Work request => Write out, word for word, the line that contains "pub fn info(config: &Config, arg: &StoreArg)" and each line after it down to the last line of the data below. Include nothing more.

Segment Start: Materials provided

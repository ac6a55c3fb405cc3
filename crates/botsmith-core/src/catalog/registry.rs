//! Category-indexed template registry

use super::template::{CodeTemplate, TemplateKind};
use crate::types::Category;
use std::collections::HashMap;

/// Immutable registry of code templates, indexed by category.
///
/// Built once (normally via [`TemplateCatalog::with_builtins`]) and
/// consulted read-only for the rest of the process lifetime.
/// Declaration order within a category is preserved; the selector's
/// first-match policy depends on it.
#[derive(Debug, Default)]
pub struct TemplateCatalog {
    templates: Vec<CodeTemplate>,
    by_category: HashMap<Category, Vec<usize>>,
}

impl TemplateCatalog {
    /// Create an empty catalog
    pub fn new() -> Self {
        Self::default()
    }

    /// Create a catalog populated with the builtin template set.
    /// Every category carries at least one template of each kind, so
    /// category lookup on this catalog never comes back empty.
    pub fn with_builtins() -> Self {
        let mut catalog = Self::new();
        for template in super::builtin::builtin_templates() {
            catalog.register(template);
        }
        catalog
    }

    /// Register a template, keeping declaration order
    pub fn register(&mut self, template: CodeTemplate) {
        let index = self.templates.len();
        self.by_category
            .entry(template.category)
            .or_default()
            .push(index);
        self.templates.push(template);
    }

    /// Get a template by id
    pub fn get(&self, id: &str) -> Option<&CodeTemplate> {
        self.templates.iter().find(|t| t.id == id)
    }

    /// Templates of one kind in a category, in declaration order
    pub fn list(&self, category: Category, kind: TemplateKind) -> Vec<&CodeTemplate> {
        self.by_category
            .get(&category)
            .map(|indices| {
                indices
                    .iter()
                    .map(|&i| &self.templates[i])
                    .filter(|t| t.kind == kind)
                    .collect()
            })
            .unwrap_or_default()
    }

    /// First-declared template of one kind in a category
    pub fn first(&self, category: Category, kind: TemplateKind) -> Option<&CodeTemplate> {
        self.list(category, kind).into_iter().next()
    }

    /// Categories with at least one registered template
    pub fn categories(&self) -> Vec<Category> {
        let mut categories: Vec<Category> = self.by_category.keys().copied().collect();
        categories.sort();
        categories
    }

    /// Total template count
    pub fn len(&self) -> usize {
        self.templates.len()
    }

    /// Check if the catalog is empty
    pub fn is_empty(&self) -> bool {
        self.templates.is_empty()
    }
}
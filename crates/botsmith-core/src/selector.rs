//! Template selection
//!
//! Default policy is first-declared within the category's list. An
//! optional ranking mode prefers the candidate whose declared feature
//! affinity overlaps the analysis most; the first-declared candidate
//! wins every tie, so ranking can only change the outcome when a
//! later template is a strictly better fit.

use crate::catalog::{CodeTemplate, TemplateCatalog, TemplateKind};
use crate::types::{Analysis, Category};

/// Pick one template for a category.
///
/// An empty category list falls back to the fallback category's list;
/// the builtin catalog never reaches that branch. Returns `None` only
/// for a catalog with no template of the requested kind at all.
pub fn select<'a>(
    catalog: &'a TemplateCatalog,
    category: Category,
    kind: TemplateKind,
    analysis: &Analysis,
    rank_by_features: bool,
) -> Option<&'a CodeTemplate> {
    let candidates = catalog.list(category, kind);
    let candidates = if candidates.is_empty() {
        catalog.list(Category::fallback(), kind)
    } else {
        candidates
    };

    if !rank_by_features {
        return candidates.first().copied();
    }

    let mut best: Option<(&CodeTemplate, usize)> = None;
    for template in candidates {
        let score = overlap(template, analysis);
        match best {
            Some((_, best_score)) if score <= best_score => {}
            _ => best = Some((template, score)),
        }
    }
    best.map(|(t, _)| t)
}

fn overlap(template: &CodeTemplate, analysis: &Analysis) -> usize {
    template
        .feature_affinity
        .intersection(&analysis.features)
        .count()
}
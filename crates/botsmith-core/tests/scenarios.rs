//! End-to-end generation scenarios against the builtin catalog

use botsmith_core::{Category, FeatureTag, Generator, SmithError};

#[test]
fn ticket_with_verification_resolves_to_ticket_bundle() {
    let generator = Generator::new();
    let artifact = generator
        .generate_system("sistema de ticket com sistema de verificação")
        .unwrap();

    assert_eq!(artifact.category, Category::Ticketing);
    assert!(artifact.code.contains("ticketConfig"));
    assert!(artifact.code.contains("verifyConfig"));
}

#[test]
fn empty_prompt_is_rejected_before_generation() {
    let generator = Generator::new();
    assert!(matches!(generator.generate(""), Err(SmithError::EmptyPrompt)));
    assert!(matches!(
        generator.generate("  \n "),
        Err(SmithError::EmptyPrompt)
    ));
}

#[test]
fn named_greeting_command_with_embed() {
    let generator = Generator::new();
    let artifact = generator
        .generate("quero um comando chamado saudacao que manda uma mensagem bonita com embed")
        .unwrap();

    assert!(artifact.features_applied.contains(&FeatureTag::VisualEmbed));
    assert_eq!(artifact.category, Category::Utility);
    assert_eq!(artifact.name, "saudacao");
    assert!(artifact.code.contains(".setName('saudacao')"));
    assert!(artifact.code.contains(".setThumbnail("));
}

#[test]
fn full_economy_prompt_selects_economy_system() {
    let generator = Generator::new();
    let artifact = generator
        .generate("sistema de economia completo com loja e daily")
        .unwrap();

    assert_eq!(artifact.category, Category::Economy);
    assert!(artifact.code.contains("economyConfig"));
}

#[test]
fn system_generation_is_deterministic() {
    let generator = Generator::new();
    let prompt = "sistema de economia completo";
    let first = generator.generate_system(prompt).unwrap();
    let second = generator.generate_system(prompt).unwrap();

    assert_eq!(first.code, second.code);
    assert_eq!(first.name, second.name);
    assert_eq!(first.category, second.category);
}

#[test]
fn unmatched_prompt_falls_back_to_utility() {
    let generator = Generator::new();
    let artifact = generator.generate("algo totalmente diferente").unwrap();

    assert_eq!(artifact.category, Category::Utility);
    assert!(!artifact.name.is_empty());
}

#[test]
fn generated_name_is_never_empty() {
    let generator = Generator::new();
    for prompt in [
        "ticket",
        "loja",
        "ban",
        "música",
        "qualquer coisa",
        "comando chamado xp_rank",
    ] {
        let artifact = generator.generate(prompt).unwrap();
        assert!(!artifact.name.is_empty(), "empty name for prompt {prompt:?}");
    }
}
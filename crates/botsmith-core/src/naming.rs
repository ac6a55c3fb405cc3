//! Command name resolution
//!
//! An ordered list of naming patterns is applied against the raw
//! prompt; the first capture that survives sanitization wins,
//! lowercased. No usable capture falls back to the template's default
//! name, so the result is never empty. The prompt is untrusted free
//! text, so captures are reduced to `[a-z0-9_-]` before being spliced
//! into a name-declaration site.

use crate::catalog::CodeTemplate;
use once_cell::sync::Lazy;
use regex::Regex;

/// Naming patterns in priority order. The explicit "called X" forms
/// outrank the looser "command X" form so a prompt like
/// "comando chamado saudacao" resolves to "saudacao", not "chamado".
static NAME_PATTERNS: Lazy<Vec<Regex>> = Lazy::new(|| {
    [
        r#"(?:chamad[oa]|nomead[oa])\s+['"`]?([\w-]+)"#,
        r#"(?:called|named)\s+['"`]?([\w-]+)"#,
        r#"(?:comando|command)\s+(?:de\s+)?['"`]?([\w-]+)"#,
    ]
    .iter()
    .map(|pat| Regex::new(pat).expect("invalid naming pattern"))
    .collect()
});

/// Filler words a loose pattern can capture by accident; never valid
/// command names.
const STOPWORDS: &[&str] = &[
    "que", "de", "do", "da", "para", "pra", "com", "um", "uma", "o", "a", "e", "chamado",
    "chamada", "nomeado", "nomeada", "the", "that", "called", "named",
];

/// Reduce a capture to the restricted character set. Empty result
/// means the capture is unusable.
fn sanitize(raw: &str) -> String {
    raw.to_lowercase()
        .chars()
        .filter(|c| c.is_ascii_alphanumeric() || *c == '_' || *c == '-')
        .collect()
}

/// Resolve the artifact name from a prompt, falling back to the
/// selected template's default name. Guaranteed non-empty.
pub fn resolve_name(prompt: &str, template: &CodeTemplate) -> String {
    let lowered = prompt.to_lowercase();
    for pattern in NAME_PATTERNS.iter() {
        for cap in pattern.captures_iter(&lowered) {
            let name = sanitize(&cap[1]);
            if !name.is_empty() && !STOPWORDS.contains(&name.as_str()) {
                return name;
            }
        }
    }
    template.default_name.clone()
}

#[cfg(test)]
mod tests {
    use super::*;
    use crate::types::Category;

    fn template() -> CodeTemplate {
        CodeTemplate::new("t", Category::Utility, "comando", "{{command_name}}")
    }

    #[test]
    fn test_resolve_chamado() {
        let name = resolve_name(
            "quero um comando chamado saudacao que manda uma mensagem bonita com embed",
            &template(),
        );
        assert_eq!(name, "saudacao");
    }

    #[test]
    fn test_resolve_called() {
        let name = resolve_name("a command called greet", &template());
        assert_eq!(name, "greet");
    }

    #[test]
    fn test_resolve_loose_comando() {
        let name = resolve_name("comando de ping para o servidor", &template());
        assert_eq!(name, "ping");
    }

    #[test]
    fn test_resolve_is_lowercased() {
        let name = resolve_name("comando chamado Saudacao", &template());
        assert_eq!(name, "saudacao");
    }

    #[test]
    fn test_resolve_sanitizes_untrusted_text() {
        let name = resolve_name("comando chamado oi!'); drop", &template());
        assert_eq!(name, "oi");
    }

    #[test]
    fn test_resolve_fallback_to_default() {
        let name = resolve_name("um sistema de boas-vindas", &template());
        assert_eq!(name, "comando");
    }

    #[test]
    fn test_resolve_never_empty() {
        let name = resolve_name("???", &template());
        assert!(!name.is_empty());
    }

    #[test]
    fn test_resolve_skips_stopword_capture() {
        // The loose pattern would capture "que"; the resolver must
        // keep looking instead of returning a filler word.
        let name = resolve_name("um comando que responde", &template());
        assert_eq!(name, "comando");
    }
}
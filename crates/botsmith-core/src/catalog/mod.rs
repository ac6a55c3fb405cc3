//! Template catalog
//!
//! Immutable, category-indexed registry of source-code templates.
//! Built once from the builtin definition set and passed by reference
//! into the pipeline; never mutated afterwards, so one catalog may be
//! shared freely across calls.

mod builtin;
mod registry;
mod template;

pub use registry::TemplateCatalog;
pub use template::{slot, CodeTemplate, TemplateKind};
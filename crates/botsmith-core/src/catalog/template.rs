//! Code template implementation
//!
//! Templates are structured fragments: the body carries named
//! `{{slot}}` placeholders at every customization point (name
//! declaration, feature insertions) instead of bare substring anchors,
//! so customization is an explicit per-slot render rather than string
//! surgery, and a missing slot is detectable up front.

use crate::types::{Category, FeatureSet};
use regex::Regex;
use serde::{Deserialize, Serialize};
use std::collections::HashMap;

/// Well-known slot names shared between templates and the customizer.
pub mod slot {
    /// Name-declaration site (`.setName('{{command_name}}')`)
    pub const COMMAND_NAME: &str = "command_name";
    /// Insertion point for the thumbnail/visual-richness call
    pub const VISUAL_EMBED: &str = "visual_embed";
    /// Tail of the discord.js import list, for button symbols
    pub const BUTTON_IMPORTS: &str = "button_imports";
    /// Verbatim copy of the raw prompt (fallback bundle only)
    pub const REQUEST: &str = "request";
}

/// Selection strategy a template participates in.
#[derive(Debug, Clone, Copy, PartialEq, Eq, Serialize, Deserialize)]
#[serde(rename_all = "kebab-case")]
pub enum TemplateKind {
    /// Single-command path: name resolution and feature insertions apply
    Customizable,
    /// Whole-system path: rendered as-is, no customization
    FixedBundle,
}

/// One catalog entry. Immutable at runtime; rendering always produces
/// a fresh string and never touches the entry itself.
#[derive(Debug, Clone, Serialize, Deserialize)]
pub struct CodeTemplate {
    /// Stable identifier
    pub id: String,
    /// Category this template serves
    pub category: Category,
    /// Human-readable description
    pub description: String,
    /// Name used when the prompt yields no usable name
    pub default_name: String,
    /// Which pipeline this template belongs to
    pub kind: TemplateKind,
    /// Body text with `{{slot}}` placeholders
    pub body: String,
    /// Slot names present in the body, in order of first appearance
    pub slots: Vec<String>,
    /// Per-slot values used when the renderer provides none
    pub slot_defaults: HashMap<String, String>,
    /// Feature tags this template is a natural fit for; consulted only
    /// by the optional ranking selector
    pub feature_affinity: FeatureSet,
}

impl CodeTemplate {
    /// Create a customizable template
    pub fn new(
        id: impl Into<String>,
        category: Category,
        default_name: impl Into<String>,
        body: impl Into<String>,
    ) -> Self {
        let body = body.into();
        let slots = Self::extract_slots(&body);
        Self {
            id: id.into(),
            category,
            description: String::new(),
            default_name: default_name.into(),
            kind: TemplateKind::Customizable,
            body,
            slots,
            slot_defaults: HashMap::new(),
            feature_affinity: FeatureSet::new(),
        }
    }

    /// Create a fixed bundle template
    pub fn bundle(
        id: impl Into<String>,
        category: Category,
        default_name: impl Into<String>,
        body: impl Into<String>,
    ) -> Self {
        let mut template = Self::new(id, category, default_name, body);
        template.kind = TemplateKind::FixedBundle;
        template
    }

    /// Set description
    pub fn with_description(mut self, desc: impl Into<String>) -> Self {
        self.description = desc.into();
        self
    }

    /// Set the default value rendered into a slot when no value is
    /// provided
    pub fn with_slot_default(mut self, name: &str, value: impl Into<String>) -> Self {
        self.slot_defaults.insert(name.to_string(), value.into());
        self
    }

    /// Declare feature affinity for the ranking selector
    pub fn with_affinity(mut self, features: FeatureSet) -> Self {
        self.feature_affinity = features;
        self
    }

    /// Whether the body carries a given named slot
    pub fn has_slot(&self, name: &str) -> bool {
        self.slots.iter().any(|s| s == name)
    }

    /// Scan the body for `{{slot}}` placeholders, deduplicated, in
    /// order of first appearance
    fn extract_slots(body: &str) -> Vec<String> {
        let re = Regex::new(r"\{\{(\w+)\}\}").expect("invalid slot pattern");
        let mut slots = Vec::new();
        for cap in re.captures_iter(body) {
            let name = cap[1].to_string();
            if !slots.contains(&name) {
                slots.push(name);
            }
        }
        slots
    }

    /// Render the body with the provided slot values.
    ///
    /// Unfilled slots fall back to their declared default, then to the
    /// empty string. Pure: identical inputs yield byte-identical
    /// output.
    pub fn render(&self, values: &[(&str, &str)]) -> String {
        let map: HashMap<&str, &str> = values.iter().cloned().collect();
        let mut result = self.body.clone();
        for name in &self.slots {
            let placeholder = format!("{{{{{name}}}}}");
            let value = map
                .get(name.as_str())
                .copied()
                .or(self.slot_defaults.get(name).map(String::as_str))
                .unwrap_or("");
            result = result.replace(&placeholder, value);
        }
        result
    }
}
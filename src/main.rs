//! rollbook CLI entry point
//!
//! Parses arguments, dispatches to the CLI module, and exits non-zero on
//! failure. All logic lives in `cli`.

use rollbook::cli;

fn main() {
    if let Err(e) = cli::run() {
        eprintln!("{}", e);
        std::process::exit(1);
    }
}
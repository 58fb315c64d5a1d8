//! Structured JSON logger
//!
//! - One log line = one event
//! - `event` first, then `severity`, then fields sorted by key
//! - Synchronous, written to stderr so stdout stays free for command output
//! - Lines below the process-wide minimum severity are dropped

use std::fmt;
use std::io::{self, Write};
use std::sync::atomic::{AtomicU8, Ordering};

/// Log severity levels
#[derive(Debug, Clone, Copy, PartialEq, Eq, PartialOrd, Ord)]
pub enum Severity {
    /// Debug-level detail
    Trace = 0,
    /// Normal operations
    Info = 1,
    /// Rejected requests the caller can correct
    Warn = 2,
    /// Operation failures
    Error = 3,
    /// Store can no longer be trusted
    Fatal = 4,
}

impl Severity {
    /// Returns the string representation
    pub fn as_str(&self) -> &'static str {
        match self {
            Severity::Trace => "TRACE",
            Severity::Info => "INFO",
            Severity::Warn => "WARN",
            Severity::Error => "ERROR",
            Severity::Fatal => "FATAL",
        }
    }

    /// Parse a level name, case-insensitively
    pub fn parse(level: &str) -> Option<Self> {
        match level.to_ascii_lowercase().as_str() {
            "trace" => Some(Severity::Trace),
            "info" => Some(Severity::Info),
            "warn" | "warning" => Some(Severity::Warn),
            "error" => Some(Severity::Error),
            "fatal" => Some(Severity::Fatal),
            _ => None,
        }
    }

    fn from_u8(value: u8) -> Self {
        match value {
            0 => Severity::Trace,
            1 => Severity::Info,
            2 => Severity::Warn,
            3 => Severity::Error,
            _ => Severity::Fatal,
        }
    }
}

impl fmt::Display for Severity {
    fn fmt(&self, f: &mut fmt::Formatter<'_>) -> fmt::Result {
        write!(f, "{}", self.as_str())
    }
}

static MIN_SEVERITY: AtomicU8 = AtomicU8::new(Severity::Info as u8);

/// A structured logger that outputs JSON lines
pub struct Logger;

impl Logger {
    /// Set the lowest severity that is written
    pub fn set_min_severity(severity: Severity) {
        MIN_SEVERITY.store(severity as u8, Ordering::Relaxed);
    }

    /// Current lowest severity that is written
    pub fn min_severity() -> Severity {
        Severity::from_u8(MIN_SEVERITY.load(Ordering::Relaxed))
    }

    /// Whether a line at `severity` would be written
    pub fn enabled(severity: Severity) -> bool {
        severity >= Self::min_severity()
    }

    /// Log an event with the given severity and fields
    pub fn log(severity: Severity, event: &str, fields: &[(&str, &str)]) {
        if !Self::enabled(severity) {
            return;
        }
        Self::log_to_writer(severity, event, fields, &mut io::stderr());
    }

    /// Format one line and write it in a single call
    pub(crate) fn log_to_writer<W: Write>(
        severity: Severity,
        event: &str,
        fields: &[(&str, &str)],
        writer: &mut W,
    ) {
        let mut output = String::with_capacity(256);

        output.push_str("{\"event\":");
        push_json_string(&mut output, event);
        output.push_str(",\"severity\":\"");
        output.push_str(severity.as_str());
        output.push('"');

        let mut sorted_fields: Vec<_> = fields.iter().collect();
        sorted_fields.sort_by_key(|(k, _)| *k);

        for (key, value) in sorted_fields {
            output.push(',');
            push_json_string(&mut output, key);
            output.push(':');
            push_json_string(&mut output, value);
        }

        output.push_str("}\n");

        let _ = writer.write_all(output.as_bytes());
        let _ = writer.flush();
    }
}

fn push_json_string(output: &mut String, value: &str) {
    match serde_json::to_string(value) {
        Ok(quoted) => output.push_str(&quoted),
        Err(_) => output.push_str("\"\""),
    }
}

/// Capture logs to a buffer for testing
#[cfg(test)]
pub fn capture_log(severity: Severity, event: &str, fields: &[(&str, &str)]) -> String {
    let mut buffer = Vec::new();
    Logger::log_to_writer(severity, event, fields, &mut buffer);
    String::from_utf8(buffer).unwrap()
}
//! CLI command implementations
//!
//! One-shot commands resolve a store path, run one store operation and
//! print one JSON response. `menu` hands stdin/stdout to an interactive
//! session instead.
//!
//! Every record command checks that the store exists before calling into
//! the store; only `create` may run against a missing file.

use std::io::{self, BufRead, Write};
use std::path::Path;

use serde_json::{json, Value};

use crate::observability::{log_event_with_fields, Event, Logger};
use crate::store::{FieldText, RecordStore, StoreResult, StudentRecord, RECORD_WIDTH};

use super::args::{Command, FieldArgs, StoreArg};
use super::config::Config;
use super::errors::{CliError, CliResult};
use super::io::{write_error, write_response};
use super::menu::MenuSession;

/// Main entry point: parse args, load config, dispatch
pub fn run() -> CliResult<()> {
    let cli = super::args::Cli::parse_args();
    let stdin = io::stdin();
    let stdout = io::stdout();
    run_with(cli, &mut stdin.lock(), &mut stdout.lock())
}

/// Run parsed arguments against the given input and output
pub fn run_with<R: BufRead, W: Write>(
    cli: super::args::Cli,
    input: &mut R,
    out: &mut W,
) -> CliResult<()> {
    let config = match load_config(cli.config.as_deref()) {
        Ok(config) => config,
        Err(e) => return respond(out, Err(e)),
    };

    run_command(cli.command, config, input, out)
}

fn load_config(path: Option<&Path>) -> CliResult<Config> {
    let config = Config::load_or_default(path)?;
    Logger::set_min_severity(config.severity());

    if let Some(path) = path {
        log_event_with_fields(
            Event::ConfigLoaded,
            &[("path", path.display().to_string().as_str())],
        );
    }

    Ok(config)
}

/// Run the appropriate command
pub fn run_command<R: BufRead, W: Write>(
    cmd: Command,
    config: Config,
    input: &mut R,
    out: &mut W,
) -> CliResult<()> {
    let result = match cmd {
        Command::Menu => return MenuSession::new(input, out, config).run(),
        Command::Create { name } => create(&config, &name),
        Command::Add { store, id, fields } => add(&config, &store, &id, &fields),
        Command::List { store } => list(&config, &store),
        Command::Search { store, id } => search(&config, &store, &id),
        Command::Update { store, id, fields } => update(&config, &store, &id, &fields),
        Command::Delete { store, id } => delete(&config, &store, &id),
        Command::Info { store } => info(&config, &store),
    };

    respond(out, result)
}

fn respond<W: Write>(out: &mut W, result: CliResult<Value>) -> CliResult<()> {
    match result {
        Ok(data) => write_response(out, data),
        Err(e) => {
            write_error(out, e.code(), &e.message(), e.details())?;
            Err(e)
        }
    }
}

/// Resolve and open an existing store
fn existing_store(config: &Config, arg: &StoreArg) -> CliResult<RecordStore> {
    let path = config.resolve_store(arg.file.as_deref())?;
    let store = RecordStore::with_options(path, config.store_options());

    if !store.exists() {
        return Err(CliError::NoStore(store.path().to_path_buf()));
    }

    Ok(store)
}

/// Key for a typed student id: surrounding whitespace dropped, then cut to
/// field capacity. Both drivers go through here.
pub(crate) fn student_id(raw: &str) -> FieldText {
    FieldText::from(raw.trim())
}

/// Create or truncate a store file
pub fn create(config: &Config, name: &str) -> CliResult<Value> {
    let name = name.trim();
    if name.is_empty() {
        return Err(CliError::EmptyFileName);
    }

    let store = RecordStore::with_options(config.with_extension(name), config.store_options());
    store.initialize()?;

    Ok(json!({
        "created": true,
        "path": store.path().display().to_string(),
    }))
}

/// Append a record
pub fn add(config: &Config, arg: &StoreArg, id: &str, fields: &FieldArgs) -> CliResult<Value> {
    let store = existing_store(config, arg)?;
    let record = StudentRecord::from_fields(student_id(id), fields.to_fields());
    let offset = store.append(&record)?;

    Ok(json!({
        "offset": offset,
        "record": record,
    }))
}

/// List every record in file order
pub fn list(config: &Config, arg: &StoreArg) -> CliResult<Value> {
    let store = existing_store(config, arg)?;
    let records = store.list()?.collect::<StoreResult<Vec<_>>>()?;

    Ok(json!({
        "count": records.len(),
        "records": records,
    }))
}

/// Find one record by id
pub fn search(config: &Config, arg: &StoreArg, id: &str) -> CliResult<Value> {
    let store = existing_store(config, arg)?;
    let record = store.find(student_id(id))?;

    Ok(json!({ "record": record }))
}

/// Replace the mutable fields of a record
pub fn update(config: &Config, arg: &StoreArg, id: &str, fields: &FieldArgs) -> CliResult<Value> {
    let store = existing_store(config, arg)?;
    let record = store.update(student_id(id), fields.to_fields())?;

    Ok(json!({ "record": record }))
}

/// Delete a record by id
pub fn delete(config: &Config, arg: &StoreArg, id: &str) -> CliResult<Value> {
    let store = existing_store(config, arg)?;
    let removed = store.delete(student_id(id))?;

    Ok(json!({ "deleted": removed }))
}

/// Record count and size of a store
pub fn info(config: &Config, arg: &StoreArg) -> CliResult<Value> {
    let store = existing_store(config, arg)?;
    let stats = store.stats()?;

    Ok(json!({
        "path": store.path().display().to_string(),
        "records": stats.records,
        "bytes": stats.bytes,
        "record_width": RECORD_WIDTH,
    }))
}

Segment End: Materials provided

Exercise response =>
pub fn info(config: &Config, arg: &StoreArg) -> CliResult<Value> {
    let store = existing_store(config, arg)?;
    let stats = store.stats()?;

    Ok(json!({
        "path": store.path().display().to_string(),
        "records": stats.records,
        "bytes": stats.bytes,
        "record_width": RECORD_WIDTH,
    }))
}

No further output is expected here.